Projektkoordination: Dr. Nadja Douglas

Protestierende in Belarus tragen ein Transparent mit der Aufschrift »Wer ist der wahre Parasit? Der Präsident!«. © Anastasija Vasil'chuk, #controlBY

Im Zentrum des Forschungsvorhabens "Gesellschaftliche Initiativen und staatliche Politik – ein postsowjetischer Vergleich" stehen Kontroll- und Reformbemühungen gesellschaftlicher Akteure in der Interaktion mit staatlicher Politik und politischen Entscheidungsträgern im postsowjetischen Raum. In Zeiten eines beschleunigten sozialen Wandels, lassen sich verstärkte Forderungen nach einem Mehr an Transparenz, Rechenschaftspflicht und Teilhabe auch in den postsowjetischen Ländern feststellen.

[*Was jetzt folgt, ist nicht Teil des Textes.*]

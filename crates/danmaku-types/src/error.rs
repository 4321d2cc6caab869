//! Error types for danmaku.

use std::io;

/// Errors produced by the danmaku framework.
#[derive(Debug, thiserror::Error)]
pub enum DanmakuError {
    /// A container asked for a layout policy the engine does not implement,
    /// or a policy name that does not exist.
    #[error("unsupported layout option {field}={value} on container '{container}'")]
    UnsupportedLayout {
        container: String,
        field: &'static str,
        value: String,
    },

    #[error("config error: {0}")]
    Config(String),

    #[error("I/O error: {0}")]
    Io(#[from] io::Error),

    #[error("TOML parse error: {0}")]
    TomlParse(#[from] toml::de::Error),
}

impl DanmakuError {
    /// Shorthand for [`DanmakuError::UnsupportedLayout`].
    pub fn unsupported_layout(
        container: impl Into<String>,
        field: &'static str,
        value: impl Into<String>,
    ) -> Self {
        Self::UnsupportedLayout {
            container: container.into(),
            field,
            value: value.into(),
        }
    }
}

/// Convenience alias.
pub type Result<T> = std::result::Result<T, DanmakuError>;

Das Projekt baut auf vorhandener Forschung zum Thema "Gesellschaftliche und öffentliche Kontrolle" auf und zielt darauf ab, diese mit Erkenntnissen aus der Sozialbewegungsliteratur zu verknüpfen. Der theoretische Rahmen des Projekts baut auf dem Konzept der "contentious politics" (McAdam, Tarrow and Tilly 2001) auf. Dabei soll der Blickwinkel insbesondere auf kontroverse Gesetzesprojekte der jüngsten Zeit eingegrenzt werden. Geplant sind drei strukturell unterschiedliche regionale Länderstudien. Das Ziel des Projekts ist es, Erkenntnisse zu gewinnen über gesellschaftliche Initiativen, u. a. Graswurzelbewegungen, die in den letzten Jahren in Erscheinung getreten sind.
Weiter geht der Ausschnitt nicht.